Items listed in a dataset
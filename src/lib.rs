pub mod classify;
pub mod cli;
pub mod error;
pub mod ingest;
pub mod introspect;
pub mod io_utils;
pub mod loader;
pub mod query;
pub mod records;
pub mod relationships;
pub mod shell;
pub mod store;
pub mod synth;
pub mod table;
pub mod value;

use std::{env, io, sync::OnceLock};

use anyhow::{Context, Result, bail};
use clap::Parser;
use log::{LevelFilter, debug, info};

use crate::{
    cli::{Cli, Commands, SessionArgs},
    shell::Session,
    store::Store,
};

pub use crate::{
    classify::{TypeTag, classify},
    error::{IngestError, MutationError, QueryError, SchemaError},
    ingest::{ConflictPolicy, IngestOptions, IngestReport, IngestRequest},
    introspect::{Column, DatabaseInfo, TableInfo},
    relationships::{Relationship, infer_relationships},
    value::{CellValue, Row, RowSet},
};

static LOGGER: OnceLock<()> = OnceLock::new();

fn init_logging() {
    LOGGER.get_or_init(|| {
        let mut builder = env_logger::Builder::from_env(env_logger::Env::default());
        if env::var("RUST_LOG").is_err() {
            builder.filter_module("csv_relational", LevelFilter::Info);
        }
        let _ = builder.format_timestamp_millis().try_init();
    });
}

pub fn run() -> Result<()> {
    init_logging();
    let cli = Cli::parse();
    match cli.command {
        Commands::Describe(args) => handle_describe(&args),
        Commands::Query(args) => handle_query(&args),
        Commands::Export(args) => handle_export(&args),
        Commands::Shell(args) => handle_shell(&args),
    }
}

/// Opens a fresh store and ingests every input file into it.
pub fn open_session(args: &SessionArgs) -> Result<Store> {
    let store = Store::open_in_memory().context("Opening in-memory store")?;
    let options = args.ingest_options();
    for input in &args.inputs {
        info!(
            "Loading '{}' with delimiter '{}'",
            input.display(),
            printable_delimiter(io_utils::resolve_input_delimiter(input, options.delimiter))
        );
        let report = ingest::ingest_path(&store, input, &options)
            .with_context(|| format!("Ingesting {input:?}"))?;
        debug!(
            "Table '{}' now has columns {:?}",
            report.table,
            report
                .columns
                .iter()
                .map(|c| format!("{}:{}", c.name, c.declared_type))
                .collect::<Vec<_>>()
        );
    }
    Ok(store)
}

fn handle_describe(args: &cli::DescribeArgs) -> Result<()> {
    let store = open_session(&args.session)?;
    let info = introspect::describe_database(&store).context("Describing database")?;
    if args.json {
        let stdout = io::stdout();
        serde_json::to_writer_pretty(stdout.lock(), &info).context("Writing JSON")?;
        println!();
    } else {
        print!("{}", shell::render_description(&info));
    }
    Ok(())
}

fn handle_query(args: &cli::QueryArgs) -> Result<()> {
    let store = open_session(&args.session)?;
    let set = query::run_query(&store, &args.sql).context("Running query")?;
    if args.table {
        print!("{}", table::render_rows(&set));
        return Ok(());
    }
    if set.columns.is_empty() {
        return Ok(());
    }
    let mut writer = csv::Writer::from_writer(io::stdout());
    writer.write_record(&set.columns)?;
    for row in set.display_rows() {
        writer.write_record(&row)?;
    }
    writer.flush()?;
    Ok(())
}

fn handle_export(args: &cli::ExportArgs) -> Result<()> {
    let store = open_session(&args.session)?;
    let sink = io_utils::open_output(args.output.as_deref())
        .with_context(|| format!("Opening output {:?}", args.output))?;
    query::export_table(&store, &args.table_name, sink)
        .with_context(|| format!("Exporting table '{}'", args.table_name))?;
    Ok(())
}

fn handle_shell(args: &cli::ShellArgs) -> Result<()> {
    let store = open_session(&args.session)?;
    let session = Session::new(store, args.session.ingest_options());
    let stdin = io::stdin();
    let mut stdout = io::stdout();
    let mut stderr = io::stderr();
    let failures = session.run(stdin.lock(), &mut stdout, &mut stderr)?;
    if failures > 0 {
        bail!("{failures} command(s) failed");
    }
    Ok(())
}

pub(crate) fn printable_delimiter(delimiter: u8) -> String {
    match delimiter {
        b',' => ",".to_string(),
        b'\t' => "\\t".to_string(),
        b'\n' => "\\n".to_string(),
        other => (other as char).to_string(),
    }
}
//! Transactional bulk insertion of string rows.

use log::debug;
use rusqlite::{Connection, params_from_iter};

use crate::{error::IngestError, introspect, store::Store, synth};

/// [`load`] against a shared store, holding the connection for the whole batch.
pub fn load_rows<R: AsRef<[String]>>(
    store: &Store,
    table: &str,
    rows: &[R],
) -> Result<usize, IngestError> {
    store.with_connection(|conn| load(conn, table, rows))
}

/// Inserts every row into `table` inside one transaction.
///
/// Each row must have exactly as many fields as the table has columns. The
/// first failing row aborts the batch and nothing is committed. Values are
/// bound as text and left to the engine's column affinity.
pub fn load<R: AsRef<[String]>>(
    conn: &mut Connection,
    table: &str,
    rows: &[R],
) -> Result<usize, IngestError> {
    let tx = conn.transaction().map_err(|source| IngestError::Engine {
        table: table.to_string(),
        source,
    })?;
    let loaded = insert_all(&tx, table, rows)?;
    tx.commit().map_err(|source| IngestError::Engine {
        table: table.to_string(),
        source,
    })?;
    Ok(loaded)
}

/// Inserts `rows` through one prepared statement on a connection the caller
/// already holds inside a transaction.
pub(crate) fn insert_all<R: AsRef<[String]>>(
    conn: &Connection,
    table: &str,
    rows: &[R],
) -> Result<usize, IngestError> {
    let expected = introspect::read_columns(conn, table)?.len();
    let engine_error = |source| IngestError::Engine {
        table: table.to_string(),
        source,
    };

    let mut stmt = conn
        .prepare(&synth::insert_sql(table, expected))
        .map_err(engine_error)?;
    for (idx, row) in rows.iter().enumerate() {
        let fields = row.as_ref();
        if fields.len() != expected {
            return Err(IngestError::Arity {
                table: table.to_string(),
                row: idx + 1,
                expected,
                found: fields.len(),
            });
        }
        stmt.execute(params_from_iter(fields.iter()))
            .map_err(engine_error)?;
    }
    debug!("Loaded {} row(s) into '{table}'", rows.len());
    Ok(rows.len())
}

(YOUR ASSIGNMENT): The records above are to be output in full and without error.

(RESPONSE TO THIS TASK):
filename src/lib.rs
pub mod classify;
pub mod cli;
pub mod error;
pub mod ingest;
pub mod introspect;
pub mod io_utils;
pub mod loader;
pub mod query;
pub mod records;
pub mod relationships;
pub mod shell;
pub mod store;
pub mod synth;
pub mod table;
pub mod value;

use std::{env, io, sync::OnceLock};

use anyhow::{Context, Result, bail};
use clap::Parser;
use log::{LevelFilter, debug, info};

use crate::{
    cli::{Cli, Commands, SessionArgs},
    shell::Session,
    store::Store,
};

pub use crate::{
    classify::{TypeTag, classify},
    error::{IngestError, MutationError, QueryError, SchemaError},
    ingest::{ConflictPolicy, IngestOptions, IngestReport, IngestRequest},
    introspect::{Column, DatabaseInfo, TableInfo},
    relationships::{Relationship, infer_relationships},
    value::{CellValue, Row, RowSet},
};

static LOGGER: OnceLock<()> = OnceLock::new();

fn init_logging() {
    LOGGER.get_or_init(|| {
        let mut builder = env_logger::Builder::from_env(env_logger::Env::default());
        if env::var("RUST_LOG").is_err() {
            builder.filter_module("csv_relational", LevelFilter::Info);
        }
        let _ = builder.format_timestamp_millis().try_init();
    });
}

pub fn run() -> Result<()> {
    init_logging();
    let cli = Cli::parse();
    match cli.command {
        Commands::Describe(args) => handle_describe(&args),
        Commands::Query(args) => handle_query(&args),
        Commands::Export(args) => handle_export(&args),
        Commands::Shell(args) => handle_shell(&args),
    }
}

/// Opens a fresh store and ingests every input file into it.
pub fn open_session(args: &SessionArgs) -> Result<Store> {
    let store = Store::open_in_memory().context("Opening in-memory store")?;
    let options = args.ingest_options();
    for input in &args.inputs {
        info!(
            "Loading '{}' with delimiter '{}'",
            input.display(),
            printable_delimiter(io_utils::resolve_input_delimiter(input, options.delimiter))
        );
        let report = ingest::ingest_path(&store, input, &options)
            .with_context(|| format!("Ingesting {input:?}"))?;
        debug!(
            "Table '{}' now has columns {:?}",
            report.table,
            report
                .columns
                .iter()
                .map(|c| format!("{}:{}", c.name, c.declared_type))
                .collect::<Vec<_>>()
        );
    }
    Ok(store)
}

fn handle_describe(args: &cli::DescribeArgs) -> Result<()> {
    let store = open_session(&args.session)?;
    let info = introspect::describe_database(&store).context("Describing database")?;
    if args.json {
        let stdout = io::stdout();
        serde_json::to_writer_pretty(stdout.lock(), &info).context("Writing JSON")?;
        println!();
    } else {
        print!("{}", shell::render_description(&info));
    }
    Ok(())
}

fn handle_query(args: &cli::QueryArgs) -> Result<()> {
    let store = open_session(&args.session)?;
    let set = query::run_query(&store, &args.sql).context("Running query")?;
    if args.table {
        print!("{}", table::render_rows(&set));
        return Ok(());
    }
    if set.columns.is_empty() {
        return Ok(());
    }
    let mut writer = csv::Writer::from_writer(io::stdout());
    writer.write_record(&set.columns)?;
    for row in set.display_rows() {
        writer.write_record(&row)?;
    }
    writer.flush()?;
    Ok(())
}

fn handle_export(args: &cli::ExportArgs) -> Result<()> {
    let store = open_session(&args.session)?;
    let sink = io_utils::open_output(args.output.as_deref())
        .with_context(|| format!("Opening output {:?}", args.output))?;
    query::export_table(&store, &args.table_name, sink)
        .with_context(|| format!("Exporting table '{}'", args.table_name))?;
    Ok(())
}

fn handle_shell(args: &cli::ShellArgs) -> Result<()> {
    let store = open_session(&args.session)?;
    let session = Session::new(store, args.session.ingest_options());
    let stdin = io::stdin();
    let mut stdout = io::stdout();
    let mut stderr = io::stderr();
    let failures = session.run(stdin.lock(), &mut stdout, &mut stderr)?;
    if failures > 0 {
        bail!("{failures} command(s) failed");
    }
    Ok(())
}

pub(crate) fn printable_delimiter(delimiter: u8) -> String {
    match delimiter {
        b',' => ",".to_string(),
        b'\t' => "\\t".to_string(),
        b'\n' => "\\n".to_string(),
        other => (other as char).to_string(),
    }
}
//! Transactional bulk insertion of string rows.

use log::debug;
use rusqlite::{Connection, params_from_iter};

use crate::{error::IngestError, introspect, store::Store, synth};

/// [`load`] against a shared store, holding the connection for the whole batch.
pub fn load_rows<R: AsRef<[String]>>(
    store: &Store,
    table: &str,
    rows: &[R],
) -> Result<usize, IngestError> {
    store.with_connection(|conn| load(conn, table, rows))
}

/// Inserts every row into `table` inside one transaction.
///
/// Each row must have exactly as many fields as the table has columns. The
/// first failing row aborts the batch and nothing is committed. Values are
/// bound as text and left to the engine's column affinity.
pub fn load<R: AsRef<[String]>>(
    conn: &mut Connection,
    table: &str,
    rows: &[R],
) -> Result<usize, IngestError> {
    let tx = conn.transaction().map_err(|source| IngestError::Engine {
        table: table.to_string(),
        source,
    })?;
    let loaded = insert_all(&tx, table, rows)?;
    tx.commit().map_err(|source| IngestError::Engine {
        table: table.to_string(),
        source,
    })?;
    Ok(loaded)
}

/// Inserts `rows` through one prepared statement on a connection the caller
/// already holds inside a transaction.
pub(crate) fn insert_all<R: AsRef<[String]>>(
    conn: &Connection,
    table: &str,
    rows: &[R],
) -> Result<usize, IngestError> {
    let expected = introspect::read_columns(conn, table)?.len();
    let engine_error = |source| IngestError::Engine {
        table: table.to_string(),
        source,
    };

    let mut stmt = conn
        .prepare(&synth::insert_sql(table, expected))
        .map_err(engine_error)?;
    for (idx, row) in rows.iter().enumerate() {
        let fields = row.as_ref();
        if fields.len() != expected {
            return Err(IngestError::Arity {
                table: table.to_string(),
                row: idx + 1,
                expected,
                found: fields.len(),
            });
        }
        stmt.execute(params_from_iter(fields.iter()))
            .map_err(engine_error)?;
    }
    debug!("Loaded {} row(s) into '{table}'", rows.len());
    Ok(rows.len())
}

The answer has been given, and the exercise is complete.